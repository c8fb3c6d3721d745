use super::field::{field_lines, FillContext};
use super::Frame;
use crate::state::State;
use crate::ui::widgets::styling;
use ratatui::{
    layout::{Alignment, Constraint, Direction, Layout, Rect},
    style::Modifier,
    text::{Line, Span},
    widgets::{Block, Borders, Paragraph, Wrap},
};

/// Render the fill-mode preview of the open document.
///
pub fn preview(frame: &mut Frame, size: Rect, state: &State) {
    let theme = state.get_theme();
    let designer = match state.designer() {
        Some(designer) => designer,
        None => return,
    };
    let preview = match designer.preview() {
        Some(preview) => preview,
        None => return,
    };
    let document = designer.document();

    let block = Block::default()
        .borders(Borders::ALL)
        .border_style(styling::active_block_border_style(theme))
        .title(Span::styled(
            format!("Preview · {}", document.title),
            styling::active_block_title_style(),
        ));
    let inner = block.inner(size);
    frame.render_widget(block, size);

    if preview.is_submitted() {
        let lines = vec![
            Line::default(),
            Line::from(Span::styled(
                format!("✓ {}", document.success_title),
                styling::success_text_style(theme).add_modifier(Modifier::BOLD),
            )),
            Line::default(),
            Line::from(Span::styled(
                document.success_description.clone(),
                styling::secondary_text_style(theme),
            )),
        ];
        let paragraph = Paragraph::new(lines)
            .alignment(Alignment::Center)
            .wrap(Wrap { trim: true });
        frame.render_widget(paragraph, inner);
        return;
    }

    let rows = Layout::default()
        .direction(Direction::Vertical)
        .constraints([
            Constraint::Length(3),
            Constraint::Min(1),
            Constraint::Length(1),
        ])
        .split(inner);

    let mut heading = vec![];
    if document.cover_enabled {
        let cover = document.cover_image_ref.as_deref().unwrap_or("默认封面");
        heading.push(Line::from(Span::styled(
            format!("[封面: {}]", cover),
            styling::muted_text_style(theme),
        )));
    }
    heading.push(Line::from(Span::styled(
        document.title.clone(),
        styling::banner_style(theme),
    )));
    heading.push(Line::from(Span::styled(
        document.description.clone(),
        styling::secondary_text_style(theme),
    )));
    frame.render_widget(Paragraph::new(heading).wrap(Wrap { trim: true }), rows[0]);

    let mut lines: Vec<Line> = vec![];
    let mut focus_end = 0;
    for (index, view) in designer.preview_views().iter().enumerate() {
        let focused = index == preview.cursor();
        let ctx = FillContext {
            fill: preview.fill(),
            focused,
            option_index: state.option_index(),
            issue: preview.issue_for(&view.id).map(|i| i.message.as_str()),
        };
        lines.extend(field_lines(view, Some(ctx), theme));
        if focused {
            focus_end = lines.len();
        }
        lines.push(Line::default());
    }
    let height = rows[1].height as usize;
    let scroll = focus_end.saturating_sub(height).min(u16::MAX as usize) as u16;
    frame.render_widget(
        Paragraph::new(lines)
            .wrap(Wrap { trim: false })
            .scroll((scroll, 0)),
        rows[1],
    );

    let pages = designer.preview_page_count().max(1);
    let last = preview.page_index() + 1 >= pages;
    let mut status = vec![Span::styled(
        format!("第 {}/{} 页", preview.page_index() + 1, pages),
        styling::secondary_text_style(theme),
    )];
    status.push(Span::styled(
        if last { "  [提交]" } else { "  [下一页]" },
        styling::banner_style(theme),
    ));
    if !preview.issues().is_empty() {
        status.push(Span::styled(
            format!("  {} 项未通过校验", preview.issues().len()),
            styling::error_text_style(theme),
        ));
    }
    frame.render_widget(
        Paragraph::new(Line::from(status)).alignment(Alignment::Right),
        rows[2],
    );
}
//! Application-wide error types.
//!
//! This module defines the main error type hierarchy for the console,
//! allowing for type-safe error handling throughout the codebase.

pub use crate::config::ConfigError;
pub use crate::form::FormError;
pub use crate::services::ServiceError;
pub use crate::state::StateError;

/// Main application error type.
///
/// This is the top-level error type that encompasses all error types
/// in the application. It uses `thiserror` for automatic error derivation
/// and conversion.
#[derive(Debug, thiserror::Error)]
pub enum AppError {
    /// Configuration-related errors
    #[error("Configuration error: {0}")]
    Config(#[from] ConfigError),

    /// Form document and template errors
    #[error("{0}")]
    Form(#[from] FormError),

    /// Channel, submission and catalog errors
    #[error("{0}")]
    Service(#[from] ServiceError),

    /// State management errors
    #[error("State error: {0}")]
    State(#[from] StateError),

    /// I/O errors
    #[error("I/O error: {0}")]
    Io(#[from] std::io::Error),

    /// Terminal/UI errors
    #[error("Terminal error: {0}")]
    Terminal(String),

    /// Logger initialization errors
    #[error("Logger error: {0}")]
    Logger(String),

    /// Generic error with context
    #[error("{0}")]
    Other(String),
}

/// Convenience type alias for Result with AppError
pub type AppResult<T> = Result<T, AppError>;

#[cfg(test)]
mod tests {
    use super::*;

    #[test]
    fn test_app_error_from_config_error() {
        let config_error = ConfigError::FilePathNotSet;
        let app_error: AppError = config_error.into();
        assert!(matches!(app_error, AppError::Config(_)));
        assert!(app_error.to_string().contains("Configuration error"));
    }

    #[test]
    fn test_app_error_from_form_error() {
        let app_error: AppError = FormError::LastPage.into();
        assert!(matches!(app_error, AppError::Form(FormError::LastPage)));
        assert_eq!(app_error.to_string(), FormError::LastPage.to_string());
    }

    #[test]
    fn test_app_error_from_service_error() {
        let app_error: AppError = ServiceError::SystemChannel("sys_app".to_string()).into();
        assert!(matches!(app_error, AppError::Service(_)));
        assert!(app_error.to_string().contains("sys_app"));
    }

    #[test]
    fn test_app_error_from_state_error() {
        let state_error = StateError::DesignerNotOpen;
        let app_error: AppError = state_error.into();
        assert!(matches!(app_error, AppError::State(_)));
        assert!(app_error.to_string().contains("State error"));
    }

    #[test]
    fn test_app_error_from_io_error() {
        let io_error = std::io::Error::new(std::io::ErrorKind::NotFound, "File not found");
        let app_error: AppError = io_error.into();
        assert!(matches!(app_error, AppError::Io(_)));
        assert!(app_error.to_string().contains("I/O error"));
    }

    #[test]
    fn test_app_error_terminal() {
        let error = AppError::Terminal("Terminal error".to_string());
        assert!(error.to_string().contains("Terminal error"));
    }

    #[test]
    fn test_app_error_other() {
        let error = AppError::Other("Generic error".to_string());
        assert_eq!(error.to_string(), "Generic error");
    }
}
#[cfg(test)]
mod tests {
    use super::*;
    use crate::state::{Confirmation, DesignerPane};

    fn key(code: KeyCode) -> KeyEvent {
        KeyEvent::new(code, KeyModifiers::NONE)
    }

    fn press(state: &mut State, c: char) -> bool {
        handle_key(state, &key(KeyCode::Char(c)))
    }

    #[test]
    fn test_quit_and_ctrl_c() {
        let mut state = State::default();
        assert!(!press(&mut state, 'q'));
        let ctrl_c = KeyEvent::new(KeyCode::Char('c'), KeyModifiers::CONTROL);
        assert!(!handle_key(&mut state, &ctrl_c));
    }

    #[test]
    fn test_global_jumps() {
        let mut state = State::default();
        press(&mut state, '2');
        assert_eq!(state.current_view(), View::Forms);
        press(&mut state, '4');
        assert_eq!(state.current_view(), View::Analysis);
    }

    #[test]
    fn test_menu_focus_routes_to_menu() {
        let mut state = State::default();
        handle_key(&mut state, &key(KeyCode::Esc));
        assert_eq!(state.current_focus(), Focus::Menu);
        press(&mut state, 'j');
        handle_key(&mut state, &key(KeyCode::Enter));
        assert_eq!(state.current_view(), View::Forms);
        assert_eq!(state.current_focus(), Focus::View);
    }

    #[test]
    fn test_text_input_captures_quit_key() {
        let mut state = State::default();
        press(&mut state, '2');
        handle_key(&mut state, &key(KeyCode::Enter));
        press(&mut state, 'P');
        assert_eq!(state.current_view(), View::Publish);
        press(&mut state, 'n');
        assert!(state.text_input().is_some());
        assert!(press(&mut state, 'q'));
        assert_eq!(state.text_input().unwrap().text(), "q");
        handle_key(&mut state, &key(KeyCode::Backspace));
        assert_eq!(state.text_input().unwrap().text(), "");
        handle_key(&mut state, &key(KeyCode::Esc));
        assert!(state.text_input().is_none());
    }

    #[test]
    fn test_report_overlay_keys() {
        let mut state = State::default();
        press(&mut state, '4');
        press(&mut state, 'r');
        assert!(state.analysis_report().is_some());
        press(&mut state, 'j');
        assert_eq!(state.submission_cursor(), 0);
        handle_key(&mut state, &key(KeyCode::Esc));
        assert!(state.analysis_report().is_none());
        assert_eq!(state.current_view(), View::Analysis);
    }

    #[test]
    fn test_publish_data_key_opens_filtered_analysis() {
        let mut state = State::default();
        press(&mut state, '2');
        press(&mut state, 'c');
        assert_eq!(state.current_view(), View::Publish);
        press(&mut state, 'v');
        assert_eq!(state.current_view(), View::Analysis);
        assert!(state.submission_filter().channel.is_some());
    }

    #[test]
    fn test_confirmation_swallows_other_keys() {
        let mut state = State::default();
        press(&mut state, '2');
        press(&mut state, 'n');
        press(&mut state, 'j');
        press(&mut state, 'd');
        assert!(matches!(
            state.confirmation(),
            Some(Confirmation::DeleteField { .. })
        ));
        assert!(press(&mut state, 'q'));
        assert!(state.confirmation().is_some());
        handle_key(&mut state, &key(KeyCode::Enter));
        assert!(state.designer().unwrap().document().fields().is_empty());
    }

    #[test]
    fn test_designer_escape_clears_selection_first() {
        let mut state = State::default();
        press(&mut state, '2');
        press(&mut state, 'n');
        press(&mut state, 'j');
        handle_key(&mut state, &key(KeyCode::Tab));
        assert_eq!(state.designer_pane(), DesignerPane::Properties);
        handle_key(&mut state, &key(KeyCode::Esc));
        assert!(state.designer().unwrap().selected_id().is_none());
        assert_eq!(state.current_view(), View::Designer);
        handle_key(&mut state, &key(KeyCode::Esc));
        assert_eq!(state.current_view(), View::Forms);
    }

    #[test]
    fn test_preview_mode_keys() {
        let mut state = State::default();
        press(&mut state, '2');
        press(&mut state, 'p');
        assert!(state.is_preview_open());
        press(&mut state, 'n');
        assert!(state.status().is_some());
        handle_key(&mut state, &key(KeyCode::Esc));
        assert!(!state.is_preview_open());
        assert_eq!(state.current_view(), View::Designer);
    }

    #[test]
    fn test_log_mode() {
        let mut state = State::default();
        press(&mut state, 'L');
        assert!(state.is_debug_mode());
        assert!(press(&mut state, 'q'));
        handle_key(&mut state, &key(KeyCode::Esc));
        assert!(!state.is_debug_mode());
    }
}
//! Draft persistence seam of the designer.
//!
//! Saving a draft is an explicit, terminal action handed to a `DraftSink`.
//! The console ships with `LogDraftSink`, which serializes a JSON snapshot
//! of the document and logs it without writing anything durable.

use super::error::ServiceError;
use crate::form::FormDocument;
use log::*;

/// Acknowledgement returned by a draft sink.
///
#[derive(Clone, Debug, PartialEq, Eq)]
pub struct DraftReceipt {
    pub form_title: String,
    pub field_count: usize,
    pub bytes: usize,
    pub saved_at: String,
}

/// Receives saved drafts.
///
pub trait DraftSink: Send {
    fn save_draft(&self, document: &FormDocument) -> Result<DraftReceipt, ServiceError>;
}

/// Draft sink that logs a JSON snapshot.
///
#[derive(Clone, Debug, Default)]
pub struct LogDraftSink;

impl DraftSink for LogDraftSink {
    fn save_draft(&self, document: &FormDocument) -> Result<DraftReceipt, ServiceError> {
        let snapshot = serde_json::to_string(document)?;
        debug!("Draft snapshot: {}", snapshot);
        info!(
            "Saved draft '{}' ({} fields, {} bytes)",
            document.title,
            document.fields().len(),
            snapshot.len()
        );
        Ok(DraftReceipt {
            form_title: document.title.clone(),
            field_count: document.fields().len(),
            bytes: snapshot.len(),
            saved_at: chrono::Local::now().format("%Y-%m-%d %H:%M:%S").to_string(),
        })
    }
}

#[cfg(test)]
mod tests {
    use super::*;
    use crate::form::document::InsertSource;
    use crate::form::{DesignerMode, FieldKind};

    #[test]
    fn test_log_draft_sink_snapshot() {
        let mut document = FormDocument::blank(DesignerMode::Form);
        document
            .insert_field(InsertSource::Kind(FieldKind::SubTable), 1)
            .unwrap();
        let receipt = LogDraftSink.save_draft(&document).unwrap();
        assert_eq!(receipt.field_count, 2);
        assert_eq!(receipt.form_title, "未命名表单");

        let snapshot = serde_json::to_value(&document).unwrap();
        assert_eq!(snapshot["fields"][1]["config"]["kind"], "sub-table");
        assert_eq!(snapshot["fields"][0]["config"]["config"]["max_length"], 20);
        assert_eq!(snapshot["pages"][0], 1);
    }
}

========

_WHAT YOU NEED TO DO_
Return a copy of each line of the material that holds the word "Layout".

_RESPONSE BOX_
    layout::{Alignment, Constraint, Direction, Layout, Rect},
    let rows = Layout::default()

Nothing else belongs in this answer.